The dissents would find support for their contrary conclusion in their reading of two of our prior decisions, DeHam v. Mexican Nat‘l Ry. Co., 86 Tex. 68, 23 S.W. 381 (1893), and Moreno v. Sterling Drug, Inc., 787 S.W.2d 348 (Tex.1990). But these cases do not provide such support. In DeHam, the decedent was injured in Mexico but died in Texas. Decedent‘s beneficiaries argued that because a wrongful death action does not accrue until the decedent‘s death, as provided by the precursor of section 16.003(b), their action arose under the law of Texas, where the decedent died. The Court rejected this contention:
But this is merely a statute of limitation, and not a statute defining what shall constitute a cause of action. The reason of the provision is obvious. Since no action could be brought by the relatives of the injured person until death had ensued, and since a great length of time might elapse between the injury and the death, it was reasonable that the time of the death should be taken as the point from which limitation should begin to run. The article which gives an action in this class of cases reads: “An action for actual damages on account of injuries causing the death of any person may be brought in the following cases,” etc.... Although the right of action does not accrue to the beneficiaries named in the statute unless death ensues, the wrong for which the action is allowed is the injury which causes the death.

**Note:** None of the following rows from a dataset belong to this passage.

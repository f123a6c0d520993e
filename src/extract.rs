//! Content extractor: one DOM subtree in, structured `Content` out
//!
//! Deterministic and free of I/O. The subtree arrives serialized so the
//! extractor always works on its own copy; the noise filter runs on that
//! copy before anything is collected.

use std::collections::HashSet;

use scraper::Html;
use url::Url;

use crate::ScrapeConfig;
use crate::dom::sel;
use crate::model::{Content, Image, Link};
use crate::noise::strip_noise;
use crate::utils::{resolve_url, sanitize_text, truncate};

/// Schemes and pseudo-hrefs excluded from the link set (but not from raw
/// text).
fn excluded_href(href: &str) -> bool {
    let lower = href.to_ascii_lowercase();
    href.starts_with('#') || lower.starts_with("javascript:") || lower.starts_with("mailto:")
}

/// Extract structured content from a serialized subtree, resolving every
/// href/src against `base`.
pub fn extract(subtree_html: &str, base: &Url, cfg: &ScrapeConfig) -> Content {
    let mut frag = Html::parse_fragment(subtree_html);
    strip_noise(&mut frag, &cfg.noise_patterns);

    let text = sanitize_text(&frag.root_element().text().collect::<Vec<_>>().join(" "));

    let mut headings = Vec::new();
    for h in frag.select(&sel("h1, h2, h3, h4, h5, h6")) {
        let t = sanitize_text(&h.text().collect::<Vec<_>>().join(" "));
        if !t.is_empty() {
            headings.push(t);
        }
    }

    // Links deduplicated by resolved href, first occurrence wins.
    let mut links = Vec::new();
    let mut seen_hrefs = HashSet::new();
    for a in frag.select(&sel("a[href]")) {
        let Some(href) = a.value().attr("href").map(str::trim) else {
            continue;
        };
        if href.is_empty() || excluded_href(href) {
            continue;
        }
        let Some(abs) = resolve_url(href, base) else {
            continue;
        };
        if !seen_hrefs.insert(abs.clone()) {
            continue;
        }
        let label = sanitize_text(&a.text().collect::<Vec<_>>().join(" "));
        links.push(Link {
            href: abs,
            text: truncate(&label, cfg.max_link_text_len),
        });
    }

    let mut images = Vec::new();
    let mut seen_srcs = HashSet::new();
    for img in frag.select(&sel("img[src]")) {
        let Some(src) = img.value().attr("src").map(str::trim) else {
            continue;
        };
        let Some(abs) = resolve_url(src, base) else {
            continue;
        };
        if !seen_srcs.insert(abs.clone()) {
            continue;
        }
        let alt = img.value().attr("alt").unwrap_or("");
        images.push(Image {
            src: abs,
            alt: truncate(&sanitize_text(alt), cfg.max_alt_text_len),
        });
    }

    // Nested lists are flattened: every <li> becomes one item of the list
    // element it is queried under, so no item is ever lost.
    let mut lists = Vec::new();
    for list in frag.select(&sel("ul, ol")) {
        let items: Vec<String> = list
            .select(&sel("li"))
            .map(|li| sanitize_text(&li.text().collect::<Vec<_>>().join(" ")))
            .filter(|t| !t.is_empty())
            .collect();
        if !items.is_empty() {
            lists.push(items);
        }
    }

    let mut tables = Vec::new();
    for table in frag.select(&sel("table")) {
        let mut rows = Vec::new();
        for tr in table.select(&sel("tr")) {
            let row: Vec<String> = tr
                .select(&sel("td, th"))
                .map(|cell| sanitize_text(&cell.text().collect::<Vec<_>>().join(" ")))
                .filter(|t| !t.is_empty())
                .collect();
            if !row.is_empty() {
                rows.push(row);
            }
        }
        if !rows.is_empty() {
            tables.push(rows);
        }
    }

    Content {
        text,
        headings,
        links,
        images,
        lists,
        tables,
    }
}

#[cfg(test)]
mod tests {
    use super::*;

    fn base() -> Url {
        Url::parse("https://example.com/blog/post").unwrap()
    }

    fn cfg() -> ScrapeConfig {
        ScrapeConfig::default()
    }

    #[test]
    fn collects_text_and_headings_in_order() {
        let html = "<section><h2>First</h2><p>some   body\ntext</p><h3>Second</h3></section>";
        let content = extract(html, &base(), &cfg());
        assert_eq!(content.text, "First some body text Second");
        assert_eq!(content.headings, vec!["First", "Second"]);
    }

    #[test]
    fn links_are_absolute_and_deduplicated() {
        let html = r##"<div>
            <a href="/about">About</a>
            <a href="/about">About again</a>
            <a href="page2">Next page</a>
            <a href="#top">Top</a>
            <a href="javascript:void(0)">JS</a>
            <a href="mailto:x@example.com">Mail</a>
        </div>"##;
        let content = extract(html, &base(), &cfg());
        let hrefs: Vec<&str> = content.links.iter().map(|l| l.href.as_str()).collect();
        assert_eq!(
            hrefs,
            vec!["https://example.com/about", "https://example.com/blog/page2"]
        );
        assert_eq!(content.links[0].text, "About");
    }

    #[test]
    fn images_resolve_and_truncate_alt() {
        let long_alt = "a".repeat(300);
        let html = format!(r#"<div><img src="pic.png" alt="{long_alt}"><img src="pic.png" alt="dup"></div>"#);
        let content = extract(&html, &base(), &cfg());
        assert_eq!(content.images.len(), 1);
        assert_eq!(content.images[0].src, "https://example.com/blog/pic.png");
        assert!(content.images[0].alt.len() > cfg().max_alt_text_len);
    }

    #[test]
    fn nested_lists_lose_no_items() {
        let html = "<ul><li>one</li><li>two<ul><li>two-a</li></ul></li></ul>";
        let content = extract(html, &base(), &cfg());
        // Outer list carries every item, the inner list repeats its own.
        assert_eq!(content.lists[0], vec!["one", "two two-a", "two-a"]);
        assert_eq!(content.lists[1], vec!["two-a"]);
    }

    #[test]
    fn tables_become_rows_of_cells() {
        let html = "<table><tr><th>h1</th><th>h2</th></tr><tr><td>a</td><td>b</td></tr></table>";
        let content = extract(html, &base(), &cfg());
        assert_eq!(
            content.tables,
            vec![vec![vec!["h1".to_string(), "h2".to_string()], vec![
                "a".to_string(),
                "b".to_string()
            ]]]
        );
    }

    #[test]
    fn noise_is_stripped_before_extraction() {
        let html = r#"<div><script>var x;</script><div class="popup">modal</div><p>kept</p></div>"#;
        let content = extract(html, &base(), &cfg());
        assert_eq!(content.text, "kept");
    }

    #[test]
    fn extraction_is_idempotent() {
        let html = r#"<article><h1>T</h1><p>body</p><a href="/x">x</a><img src="i.png" alt="i"></article>"#;
        let first = extract(html, &base(), &cfg());
        let second = extract(html, &base(), &cfg());
        assert_eq!(first, second);
    }
}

23 S.W. at 381-382. In holding that no action arose under Texas law, the Court did not use the limitations statute to create an exception to the general rule that a wrongful death action is derivative of a decedent‘s rights. Rather, the Court went on to explain that if a person were injured by a fellow servant in a jurisdiction which barred recovery in such circumstances, his beneficiaries would not be entitled to recover, even if he died in a jurisdiction which did not bar recovery in such circumstances.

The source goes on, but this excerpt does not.